We have examined the difficulties involved in property development for SMSFs and the rules and regulations to be aware of, let’s now look at some structures under which it may be possible for an SMSF to conduct, and therefore invest in, property development.
 
While there are a number of structures through which it is possible to invest directly in property development, here are two that may be the most appropriate for an SMSF:
 
1) On its own
 
The most basic approach is for the SMSF to invest directly in property development, assuming the fund complies with the SIS Act sections outlined above. 
The benefits of this method include:
  • No need for other entities, which means less administration and lower costs;
  • The SMSF’s cash can be used for development;
  • Existing SMSF assets can be developed; and  
  • Income and capital are taxed at concessional rates.
 
However, there are some shortcomings with this method which include:
  • SIS Act requirements can make development difficult;
  • There is no asset protection;
  • SMSFs cannot borrow to improve existing assets; and
  • Complications exist when using related party builders/developers.

2) Unrelated unit trust 

An unrelated unit trust may be a good option for property development by an SMSF. Unrelated means that the SMSF and its entities hold less than 50% of the shares in the unit trust, they do not control the decisions of the trust, and they do not have the power to change the trustee. 
 
A key advantage is that trusts are not restricted by the same regulations as SMSFs. Unrelated trusts can:
  • Borrow;
  • Acquire multiple assets;
  • Carry out the development and improve/change the nature of any asset without restriction; and
  • Have their assets used as security for borrowing.

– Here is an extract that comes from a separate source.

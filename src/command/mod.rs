pub mod repl;
pub mod table;

pub use repl::{LineSource, LoopExit, LoopHooks, run, split_command};
pub use table::{CommandTable, Flow, Handler};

In addition, once a property is developed the asset can be held long-term or sold, and units in the trust will not be considered in-house assets.
 
It’s important for SMSFs, and anyone advising them, to realise that property development can become a compliance minefield within an SMSF, so they need to be across all the regulatory issues if they want to avoid an unexpected phone call from the ATO. 
 
Andrew Yee is director of superannuation at HLB Mann Judd Sydney.